TV Legends: Bonnie Franklin, Dale Robertson

Bonnie Franklin, January 6, 1944-March 1, 2013 | CBS Television

In a communications-entertainment world where access to everything all of the time is a given, change is hardly ever noticed, or given any kind of context.

You can probably view “One Day at a Time,” the very successful network television sitcom that starred the delightfully original Bonnie Franklin as a divorced single mom raising two teenaged daughters in the 1970s on YouTube or cable channels airing old sitcoms. You might able to find “Tales of Wells Fargo” and “Iron Horse” and even “Death Valley Days,” three western series from the 1950s and ’60s, starring cowboy star Dale Robertson on Premium Cable Network’s Encore Series specializing in western fare.

Looking at them, you realize that television, like everything else in the world, has changed enormously. In a network and general cable television world of reality shows, old and new shows, those shows appear like relics or spools found in a time capsule from a distant past.

Both Franklin and Robertson died last week: Franklin, at 69 of cancer; Robertson, 92, of complications from pneumonia and lung cancer.

Franklin was a refreshing star in a network entertainment world that was dominated by cop shows—as now—and the realistically upgraded and topical sitcom world of Norman Lear who threw, like a hand grenade, “All in the Family,” onto network television, which featured Archie Bunker, a working-class paterfamilias played with great outrage by Carroll O’Connor, spewing complete politically incorrect comments and attitudes that he wore like a worn, no-sleeve t-shirt, living with his out-of-work semi-hippie son-in-law Michael, whom Archie called “Meathead,” his wife Edith and daughter Gloria. The show begat other sitcoms, “Maude” and “The Jeffersons,” where bigotry, the life of single mothers and single women and all sorts of social issues made their way into the comedy

Franklin, with her brisk red hair and no-nonsense airs, was refreshing, trying to handle her daughters with respect, tart affection and wisdom gained through her own life experiences. With Franklin’s energetic ways, the show seemed to mirror a certain amount of realism, a look at a world experienced by many women (even then the divorce rate hovered around 50 percent) if not most. The show was part of a television world where topicality had invaded a sitcom world once dominated by the more idyllic world of “The Andy Griffith Show,” or, earlier, “Leave it to Beaver” or the abysmal “Beverly Hills Hillbillies.”

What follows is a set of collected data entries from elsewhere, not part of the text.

/// Consistent-format log helpers
pub mod logging;
/// Telegram MarkdownV2 escaping
pub mod markdown;
/// Advisory input checks
pub mod validation;
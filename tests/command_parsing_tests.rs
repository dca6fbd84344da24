#![allow(clippy::unwrap_used)]

use alert_bot::bot::commands::Command;
use teloxide::utils::command::BotCommands;

const BOT_NAME: &str = "alertbot";

#[test]
fn test_parse_new_alert() {
    let cmd = Command::parse("/new_alert", BOT_NAME).unwrap();
    assert_eq!(cmd, Command::NewAlert);
}

#[test]
fn test_parse_new_alert_with_bot_mention() {
    let cmd = Command::parse("/new_alert@alertbot", BOT_NAME).unwrap();
    assert_eq!(cmd, Command::NewAlert);
}

#[test]
fn test_parse_cancel() {
    let cmd = Command::parse("/cancel", BOT_NAME).unwrap();
    assert_eq!(cmd, Command::Cancel);
}

#[test]
fn test_parse_help_and_start() {
    assert_eq!(Command::parse("/help", BOT_NAME).unwrap(), Command::Help);
    assert_eq!(Command::parse("/start", BOT_NAME).unwrap(), Command::Start);
}

#[test]
fn test_unknown_command_is_rejected() {
    assert!(Command::parse("/schedule", BOT_NAME).is_err());
    assert!(Command::parse("/newalert", BOT_NAME).is_err());
}

#[test]
fn test_plain_text_is_not_a_command() {
    assert!(Command::parse("new_alert", BOT_NAME).is_err());
    assert!(Command::parse("y", BOT_NAME).is_err());
}

#[test]
fn test_descriptions_mention_every_command() {
    let descriptions = Command::descriptions().to_string();
    assert!(descriptions.contains("/help"));
    assert!(descriptions.contains("/start"));
    assert!(descriptions.contains("/new_alert"));
    assert!(descriptions.contains("/cancel"));
}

These days, there are still sitcoms, we can say thankfully, although many of them have more than their fair share of raunchiness. Still, there’s “Modern Family,” the recently departed Tina Fey show—or was it Alec Baldwin’s?—“30 Rock,” “The Office,” “Parks and Recreation,” “New Girl” and “The Family Guy” along with “The Simpsons,” which spawned a whole new genre of adult cartoon sitcoms with all the free-flying cultish results you might expect. These are shows imbued with work-place, single life or family life content mixed in with an irreverent and often wiggy spirit, one of which—“Two and a Half Men”– gave us Charlie Sheen’s personal post-movie star life in high dudgeon.

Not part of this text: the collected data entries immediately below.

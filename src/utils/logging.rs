use tracing::{debug, info};

/// Logs command start with consistent format
pub fn log_command_start(command: &str, user: &str, user_id: i64, chat_id: i64, details: Option<&str>) {
    match details {
        Some(d) => info!(
            "CMD_START: {} by {}({}) in chat {} - {}",
            command, user, user_id, chat_id, d
        ),
        None => info!(
            "CMD_START: {} by {}({}) in chat {}",
            command, user, user_id, chat_id
        ),
    }
}

/// Logs command completion with consistent format
pub fn log_command_success(command: &str, user: &str, user_id: i64, chat_id: i64, details: Option<&str>) {
    match details {
        Some(d) => info!(
            "CMD_SUCCESS: {} by {}({}) in chat {} - {}",
            command, user, user_id, chat_id, d
        ),
        None => info!(
            "CMD_SUCCESS: {} by {}({}) in chat {}",
            command, user, user_id, chat_id
        ),
    }
}

/// Logs one conversation transition with consistent format
pub fn log_conversation_step(user: &str, user_id: i64, step: u8) {
    debug!("CONV_STEP: {}({}) advanced to step {}", user, user_id, step);
}

/// Logs a completed broadcast with consistent format
pub fn log_broadcast(subject: &str, alert_id: &str) {
    info!("BROADCAST: '{}' delivered (alert {})", subject, alert_id);
}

Robertson was a star of the type we don’t have any more. There are still occasional westerns from “Open Range” of a few years back, to “Django Unchained” which is a western which began out west and moved into the pre-Civil War South, but had the spirit of a Sergio Leone “Spaghetti Western.” But there are no more western television series, especially of the type which Robertson starred in. During the 1950s and 1960s, television became the landing place du jour for Hollywood personalities who had once been western movie stars or players. Robertson himself, who wanted nothing more in life than to be able to own a ranch and raise horses, insisted he was not an actor. Usually, they were Hollywood western players —such as Hugh O’Brian (“Wyatt Earp”), Richard Boone “Wanted Dead or Alvie,”, or James Arness’s “Gunsmoke” or even the debonair, urbane Gene Barry (“Bat Masterson”)—whose career never quite reached the level of stardom or had petered out.

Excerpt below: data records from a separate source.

pub mod cancel;
pub mod new_alert;

use teloxide::utils::command::BotCommands;

#[derive(BotCommands, Clone, Debug, PartialEq)]
#[command(rename_rule = "lowercase", description = "Alert Bot commands:")]
pub enum Command {
    #[command(description = "Display this help message")]
    Help,
    #[command(description = "Start the bot")]
    Start,
    #[command(rename = "new_alert", description = "Create a new scheduled alert")]
    NewAlert,
    #[command(description = "Cancel your in-progress alert")]
    Cancel,
}
use anyhow::{anyhow, Result};
use alert_bot::config::Config;
use alert_bot::database::connection::DatabaseManager;
use std::env;
use std::path::Path;

#[tokio::main]
async fn main() -> Result<()> {
    tracing_subscriber::fmt::init();

    let args: Vec<String> = env::args().collect();
    let command = args.get(1).map(|s| s.as_str()).unwrap_or("migrate");

    match command {
        "migrate" | "up" => run_migrations().await,
        "check" => check_database().await,
        "help" | "--help" | "-h" => {
            print_help();
            Ok(())
        }
        _ => {
            eprintln!("Unknown command: {command}");
            print_help();
            std::process::exit(1);
        }
    }
}

async fn run_migrations() -> Result<()> {
    println!("🔧 Alert Bot - Database Migration Tool");
    println!("======================================");

    dotenvy::dotenv().ok();
    let config = Config::from_env()?;

    // Ensure data directory exists for SQLite
    if config.database_url.starts_with("sqlite:") {
        let db_path = config
            .database_url
            .strip_prefix("sqlite:")
            .unwrap_or(&config.database_url);
        if let Some(parent) = Path::new(db_path).parent() {
            if !parent.exists() {
                println!("📁 Creating directory: {}", parent.display());
                std::fs::create_dir_all(parent)?;
            }
        }
    }

    println!("🚀 Running database migrations...");

    let db_manager = DatabaseManager::new(&config.database_url)
        .await
        .map_err(|e| anyhow!("Failed to connect to database: {}", e))?;

    match db_manager.run_migrations().await {
        Ok(_) => {
            println!("✅ Migrations completed successfully!");
        }
        Err(e) => {
            eprintln!("❌ Migration failed: {e}");
            std::process::exit(1);
        }
    }

    Ok(())
}

async fn check_database() -> Result<()> {
    println!("🔍 Checking database connection and schema...");

    dotenvy::dotenv().ok();
    let config = Config::from_env()?;

    let db_manager = DatabaseManager::new(&config.database_url)
        .await
        .map_err(|e| anyhow!("Failed to connect to database: {}", e))?;

    let tables = sqlx::query_scalar::<_, String>(
        "SELECT name FROM sqlite_master WHERE type = 'table' ORDER BY name",
    )
    .fetch_all(&db_manager.pool)
    .await?;

    println!("✅ Database connection successful!");
    println!("📋 Found tables:");
    for table in tables {
        println!("  • {table}");
    }

    Ok(())
}

fn print_help() {
    println!("📢 Alert Bot - Database Migration Tool");
    println!();
    println!("USAGE:");
    println!("    migrate [COMMAND]");
    println!();
    println!("COMMANDS:");
    println!("    migrate, up    Run database migrations (default)");
    println!("    check          Check database connection and schema");
    println!("    help           Show this help message");
    println!();
    println!("ENVIRONMENT:");
    println!("    DATABASE_URL   Database connection string (default: sqlite:./data/alerts.db)");
    println!();
}
use teloxide::prelude::*;
use teloxide::utils::command::BotCommands;

use super::HandlerResult;
use crate::bot::commands::Command;
use crate::bot::conversation::ConversationStore;
use crate::database::connection::DatabaseManager;

pub async fn command_handler(
    bot: Bot,
    msg: Message,
    cmd: Command,
    db: DatabaseManager,
    store: ConversationStore,
) -> HandlerResult {
    match cmd {
        Command::Help => {
            bot.send_message(msg.chat.id, Command::descriptions().to_string())
                .await?;
        }
        Command::Start => {
            bot.send_message(
                msg.chat.id,
                "📢 Welcome to Alert Bot!\n\nUse /new_alert in the input channel to schedule an alert.\nUse /help to see all commands.",
            )
            .await?;
        }
        Command::NewAlert => {
            crate::bot::commands::new_alert::handle_new_alert(bot, msg, &db, &store).await?;
        }
        Command::Cancel => {
            crate::bot::commands::cancel::handle_cancel(bot, msg, &store).await?;
        }
    }
    Ok(())
}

Robertson acquitted himself well in his three series and earned more than enough money to buy a ranch and took over the show, “Death Valley Days,” which Ronald Reagan once hosted. Reagan, as a future president, had another career awaiting him.

Robertson’s death sparks memories of his films—“The Silver Whip”—and series, enjoyed by people living in a very different America, where the phrase “gun control” might simply mean a description of the way a gunslinger twirled his gun.